The New York Yankees, Rin Tin Tin, Scotland Yard and Sweet Home Chicago – True Comics #65
Here we have another Golden Age potpourri delight. Once, not so long ago, we looked at an issue of True Comics, which had as one of its features a bio of old-timey cowboy comedian Will Rogers. While this edition lacks any such wattage for its “truth,” it does have a brief, superficial bio of Larry MacPhail, a baseball executive of yore (the Steinbrenner long before Steinbrenner), and also a metric ton of other material. Like all books back then, you got a lot of bang for your dime.
Let’s look inside.
The comic opens with a short feature on the evolution of the automobile and the automobile industry, still a relatively new thing in 1947 America. It’s your typical car porn, except for this last panel, with its eerily (in)accurate prediction of what cars and cities will look like IN THE FUTURE:
Hey, people were probably queuing up around the block to get their hands on “the exciting story of paper and pulp” in the next issue. They couldn’t even throw in an exclamation mark to help pretend there was a little excitement to that. Why bother?, I guess.

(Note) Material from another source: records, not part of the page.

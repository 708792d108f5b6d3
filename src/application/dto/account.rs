use serde::{Deserialize, Serialize};

use crate::domain::aggregates::PlayerAccount;
use crate::domain::entities::Creature;
use crate::domain::services::valuation;
use crate::domain::value_objects::{CreatureId, SessionId};

#[derive(Debug, Deserialize)]
pub struct CredentialsRequestDto {
    pub username: String,
    pub password: String,
}

#[derive(Debug, Serialize)]
pub struct CreatureDto {
    pub id: String,
    pub name: String,
    pub description: String,
    pub tags: Vec<String>,
    pub rarity: u8,
    pub rarity_name: String,
    pub element: String,
    pub element_tier: u8,
    pub value: u64,
    pub score: u64,
    pub is_new: bool,
}

impl From<&Creature> for CreatureDto {
    fn from(c: &Creature) -> Self {
        Self {
            id: c.id.to_string(),
            name: c.name.clone(),
            description: c.description.clone(),
            tags: c.tags.clone(),
            rarity: c.rarity().tier(),
            rarity_name: c.rarity().name().to_string(),
            element: c.element().name().to_string(),
            element_tier: c.element_tier().index(),
            value: valuation::value(c),
            score: valuation::score(c),
            is_new: c.is_new,
        }
    }
}

/// Everything the client renders for a logged-in player
#[derive(Debug, Serialize)]
pub struct AccountViewDto {
    pub username: String,
    pub currency: u64,
    pub experience: u64,
    pub level: u64,
    pub level_progress: f64,
    pub score: u64,
    pub collection: Vec<CreatureDto>,
    pub selection: Vec<String>,
    pub can_breed: bool,
}

impl From<&PlayerAccount> for AccountViewDto {
    fn from(account: &PlayerAccount) -> Self {
        let ledger = account.ledger();
        let collection = account.collection();
        Self {
            username: account.username().to_string(),
            currency: ledger.currency(),
            experience: ledger.experience(),
            level: ledger.level(),
            level_progress: ledger.level_progress(),
            score: account.score(),
            collection: collection.creatures().iter().map(CreatureDto::from).collect(),
            selection: collection.selection().iter().map(CreatureId::to_string).collect(),
            can_breed: collection.can_breed(),
        }
    }
}

#[derive(Debug, Serialize)]
pub struct SessionResponseDto {
    pub session_id: String,
    pub account: AccountViewDto,
}

impl SessionResponseDto {
    pub fn new(session_id: SessionId, account: &PlayerAccount) -> Self {
        Self {
            session_id: session_id.to_string(),
            account: AccountViewDto::from(account),
        }
    }
}

/// Result of a chest opening or a breeding
#[derive(Debug, Serialize)]
pub struct AcquisitionResponseDto {
    pub creature: CreatureDto,
    pub account: AccountViewDto,
}

#[derive(Debug, Serialize)]
pub struct SaleResponseDto {
    pub credited: u64,
    pub account: AccountViewDto,
}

Mr. MacPhail’s story is as superficial as it comes, touching on none of the more salacious details that make him such an interesting feature in the history of America’s Pastime. Yes, night games were one of several incredibly important contributions he made to the game of baseball:
And yes, he constructed teams that won on the field, including the last club he worked for, the DiMaggio-led New York Yankees:
Yet MacPhail was a hard drinker and a general nutcase with a bottle in his hand, and he was forced out of his executive-ownership role with the Yankees just after the victorious close of the ’47 World Series. Not that you’d expect dirt like that to get thrown into a dime mag, but its absence is noticeable in this case. It’s like Pete Rose without mentioning the gambling.
If you’re ever caught between two broad-shouldered Chicagoans who are arguing about where Chicago got its name, and you want to get your nose broken, interject with the all-too-daintily correct info that it was named after the wild onion flower:
The cover promises the winner of a Rin Tin Tin contest, and the insides deliver. Long before McKayla Maroney was unimpressed at “winning” a silver medal in the vault, Jeanne (Jenny?) Craig was only pleased in a Mona Lisa sort of way about winning a Rin Tin Tin puppy:
Also: Is it Christmas?
There’s a World War II feature about American’s trapped behind Nazi lines in the Balkans, which is noteworthy mainly for the magnificent faces the artist churns out. Just look at the mugs in these four panels:
That guy with the pipe at the bottom looks like a human bottle brush.
Finally, there’s also the main cover feature, a stunningly dull history of Scotland Yard. It’s only worth looking at for the stunning Mad Hatter-like giant haberdashery on display:
These Golden Age variety books kept coming at you, like insistent salesmen trying to interest you in another bit of merchandise after you’ve passed on some of their other wares. Relentless, but in a good, understandable sort of way. Where else could you get such a barrage of cars, baseball, beards, dogs and headwear?